(Collected data)

Start of Block

use rand::rngs::StdRng;
use rand::{Rng, RngCore, SeedableRng};

/// Seeded random source for one game session. Replaying a seed replays every food placement.
pub struct SessionRng {
    rng: StdRng,
    seed: u64,
}

impl SessionRng {
    pub fn new(seed: u64) -> Self {
        Self {
            rng: StdRng::seed_from_u64(seed),
            seed,
        }
    }

    pub fn from_random() -> Self {
        let seed: u64 = rand::rng().random();
        Self::new(seed)
    }

    pub fn seed(&self) -> u64 {
        self.seed
    }
}

impl RngCore for SessionRng {
    fn next_u32(&mut self) -> u32 {
        self.rng.next_u32()
    }

    fn next_u64(&mut self) -> u64 {
        self.rng.next_u64()
    }

    fn fill_bytes(&mut self, dst: &mut [u8]) {
        self.rng.fill_bytes(dst)
    }
}
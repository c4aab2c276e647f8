use snake_core::{log, GameConfig, GameState, SessionRng};

use crate::input::HostCommand;

/// Owns the only live copy of the game state and serializes input against ticks.
pub struct HostSession {
    config: GameConfig,
    rng: SessionRng,
    state: GameState,
    paused: bool,
    games_started: u32,
}

impl HostSession {
    pub fn new(config: GameConfig, mut rng: SessionRng) -> Self {
        let state = GameState::new(&config, &mut rng);
        Self {
            config,
            rng,
            state,
            paused: false,
            games_started: 1,
        }
    }

    pub fn apply(&mut self, command: HostCommand) {
        match command {
            HostCommand::Turn(direction) => {
                if !self.paused {
                    self.state = self.state.change_direction(direction);
                }
            }
            HostCommand::TogglePause => {
                if !self.state.is_game_over() {
                    self.paused = !self.paused;
                    log!("{}", if self.paused { "Paused" } else { "Resumed" });
                }
            }
            HostCommand::Restart => self.restart(),
            HostCommand::Idle => {}
        }
    }

    /// Runs one tick unless paused. Returns whether the snake moved.
    pub fn advance(&mut self) -> bool {
        if self.paused || self.state.is_game_over() {
            return false;
        }

        let previous_tick = self.state.tick;
        self.state = self.state.step(&self.config, &mut self.rng);
        self.state.tick > previous_tick
    }

    fn restart(&mut self) {
        self.state = GameState::new(&self.config, &mut self.rng);
        self.paused = false;
        self.games_started += 1;
        log!("Restarted, game #{}", self.games_started);
    }

    pub fn state(&self) -> &GameState {
        &self.state
    }

    pub fn is_paused(&self) -> bool {
        self.paused
    }

    pub fn games_started(&self) -> u32 {
        self.games_started
    }

    pub fn seed(&self) -> u64 {
        self.rng.seed()
    }

    pub fn summary(&self) -> String {
        let outcome = match (self.state.death_reason, self.state.is_board_full()) {
            (Some(reason), _) => format!("game over ({:?})", reason),
            (None, true) => "board full".to_string(),
            (None, false) => "still running".to_string(),
        };
        format!(
            "{}: score {}, length {}, ticks {}",
            outcome,
            self.state.score,
            self.state.length(),
            self.state.tick
        )
    }
}

#[cfg(test)]
mod tests {
    use super::*;
    use snake_core::{DeathReason, Direction, Point};

    fn create_session() -> HostSession {
        HostSession::new(GameConfig::new(12, 12, false, Some(5)), SessionRng::new(42))
    }

    #[test]
    fn test_advance_moves_snake() {
        let mut session = create_session();
        let head = session.state().head();

        assert!(session.advance());
        assert_eq!(session.state().head(), Point::new(head.x + 1, head.y));
        assert_eq!(session.state().tick, 1);
    }

    #[test]
    fn test_pause_freezes_ticks_and_turns() {
        let mut session = create_session();
        session.apply(HostCommand::TogglePause);
        assert!(session.is_paused());

        session.apply(HostCommand::Turn(Direction::Up));
        assert!(!session.advance());
        assert_eq!(session.state().tick, 0);
        assert_eq!(session.state().direction, Direction::Right);

        session.apply(HostCommand::TogglePause);
        assert!(session.advance());
        assert_eq!(session.state().tick, 1);
    }

    #[test]
    fn test_reversal_is_ignored() {
        let mut session = create_session();
        session.apply(HostCommand::Turn(Direction::Left));
        assert_eq!(session.state().direction, Direction::Right);
    }

    #[test]
    fn test_game_over_stops_advancing_until_restart() {
        let mut session = create_session();
        for _ in 0..20 {
            session.advance();
        }
        assert_eq!(session.state().death_reason, Some(DeathReason::WallCollision));
        assert_eq!(session.state().tick, 5);
        assert!(!session.advance());
        assert!(session.summary().starts_with("game over"));

        session.apply(HostCommand::TogglePause);
        assert!(!session.is_paused());

        session.apply(HostCommand::Restart);
        assert!(!session.state().is_game_over());
        assert_eq!(session.state().tick, 0);
        assert_eq!(session.state().score, 0);
        assert_eq!(session.state().head(), Point::new(6, 6));
        assert_eq!(session.games_started(), 2);
    }

    #[test]
    fn test_restart_clears_pause() {
        let mut session = create_session();
        session.apply(HostCommand::TogglePause);
        session.apply(HostCommand::Restart);
        assert!(!session.is_paused());
        assert!(session.advance());
    }
}
use std::sync::OnceLock;
use chrono::{DateTime, Local};

static LOGGER: OnceLock<Logger> = OnceLock::new();

pub struct Logger {
    prefix: Option<String>,
}

impl Logger {
    fn new(prefix: Option<String>) -> Self {
        Self { prefix }
    }

    pub fn log(&self, file: &str, line: u32, message: &str) {
        println!("{}", self.format_line(Local::now(), file, line, message));
    }

    fn format_line(&self, now: DateTime<Local>, file: &str, line: u32, message: &str) -> String {
        let timestamp = now.format("%Y-%m-%d %H:%M:%S%.3f");
        let file_name = file.rsplit(['/', '\\']).next().unwrap_or(file);
        match self.prefix {
            Some(ref prefix) => format!(
                "[{}][{}][{}:{}] {}",
                timestamp, prefix, file_name, line, message
            ),
            None => format!("[{}][{}:{}] {}", timestamp, file_name, line, message),
        }
    }
}

pub fn init_logger(prefix: Option<String>) {
    LOGGER.get_or_init(|| Logger::new(prefix));
}

/// Messages are dropped until [`init_logger`] runs, so embedding hosts stay quiet by default.
pub fn log(file: &str, line: u32, message: &str) {
    if let Some(logger) = LOGGER.get() {
        logger.log(file, line, message);
    }
}

#[macro_export]
macro_rules! log {
    ($($arg:tt)*) => {
        $crate::logger::log(file!(), line!(), &format!($($arg)*))
    };
}
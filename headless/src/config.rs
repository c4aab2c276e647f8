use std::time::Duration;

use serde::{Deserialize, Serialize};
use snake_core::config::{ConfigManager, FileContentConfigProvider, Validate, YamlConfigSerializer};
use snake_core::GameConfig;

pub const CONFIG_FILE: &str = "snake_headless_config.yaml";

/// Suggested floor for the tick cadence (roughly 30 ticks per second).
pub const MIN_TICK_INTERVAL: Duration = Duration::from_millis(33);

const MAX_TICKS_PER_SECOND: u32 = 120;

pub fn get_config_manager(
    file_path: &str,
) -> ConfigManager<FileContentConfigProvider, HeadlessConfig, YamlConfigSerializer> {
    ConfigManager::from_yaml_file(file_path)
}

pub fn tick_interval(ticks_per_second: u32) -> Duration {
    let millis = 1000 / u64::from(ticks_per_second.max(1));
    Duration::from_millis(millis).max(MIN_TICK_INTERVAL)
}

#[derive(Debug, PartialEq, Serialize, Deserialize, Clone)]
pub struct HeadlessConfig {
    pub game: GameConfig,
    pub ticks_per_second: u32,
    #[serde(default)]
    pub seed: Option<u64>,
}

impl Validate for HeadlessConfig {
    fn validate(&self) -> Result<(), String> {
        self.game.validate()?;
        if self.ticks_per_second == 0 {
            return Err("ticks_per_second must be greater than 0".to_string());
        }
        if self.ticks_per_second > MAX_TICKS_PER_SECOND {
            return Err(format!(
                "ticks_per_second must not exceed {}",
                MAX_TICKS_PER_SECOND
            ));
        }
        Ok(())
    }
}

impl Default for HeadlessConfig {
    fn default() -> Self {
        Self {
            game: GameConfig::default(),
            ticks_per_second: 8,
            seed: None,
        }
    }
}
mod config;
mod game_loop;
mod host;
mod input;

use clap::Parser;
use snake_core::config::Validate;
use snake_core::{log, logger, SessionRng};

use config::{get_config_manager, tick_interval, CONFIG_FILE};
use game_loop::run_game_loop;
use host::HostSession;
use input::parse_script;

#[derive(Parser)]
#[command(name = "snake_headless", about = "Runs a scripted snake game without rendering")]
struct Args {
    /// YAML config file; defaults are used when it does not exist
    #[arg(long, default_value = CONFIG_FILE)]
    config: String,

    /// Whitespace separated keys (w/a/s/d, arrow names, p, r, .), one per tick
    #[arg(long, default_value = "")]
    script: String,

    #[arg(long)]
    seed: Option<u64>,

    #[arg(long)]
    ticks_per_second: Option<u32>,

    #[arg(long, default_value_t = 1000)]
    max_ticks: u64,

    #[arg(long)]
    use_log_prefix: bool,
}

#[tokio::main]
async fn main() -> Result<(), Box<dyn std::error::Error>> {
    let args = Args::parse();

    let prefix = if args.use_log_prefix {
        Some("Headless".to_string())
    } else {
        None
    };
    logger::init_logger(prefix);

    let mut config = get_config_manager(&args.config).get_config()?;
    if let Some(ticks_per_second) = args.ticks_per_second {
        config.ticks_per_second = ticks_per_second;
    }
    if let Some(seed) = args.seed {
        config.seed = Some(seed);
    }
    config.validate()?;

    let commands = parse_script(&args.script)?;
    let rng = match config.seed {
        Some(seed) => SessionRng::new(seed),
        None => SessionRng::from_random(),
    };

    let interval = tick_interval(config.ticks_per_second);
    let session = HostSession::new(config.game.clone(), rng);
    log!(
        "Starting {}x{} game ({:?}), seed {}, tick interval {}ms",
        config.game.columns,
        config.game.rows,
        config.game.wall_collision_mode,
        session.seed(),
        interval.as_millis()
    );

    let final_state = run_game_loop(session, commands, interval, args.max_ticks).await;
    if final_state.is_game_over() {
        log!("Final score: {}", final_state.score);
    }

    Ok(())
}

End of Block

_Activity:_
Give only the lines from the one holding "logger::init_logger(prefix);" through the one holding "let interval = tick_interval(config.ticks_per_second);", each restated exactly as it appears above.

_Exercise solution:_
    logger::init_logger(prefix);

    let mut config = get_config_manager(&args.config).get_config()?;
    if let Some(ticks_per_second) = args.ticks_per_second {
        config.ticks_per_second = ticks_per_second;
    }
    if let Some(seed) = args.seed {
        config.seed = Some(seed);
    }
    config.validate()?;

    let commands = parse_script(&args.script)?;
    let rng = match config.seed {
        Some(seed) => SessionRng::new(seed),
        None => SessionRng::from_random(),
    };

    let interval = tick_interval(config.ticks_per_second);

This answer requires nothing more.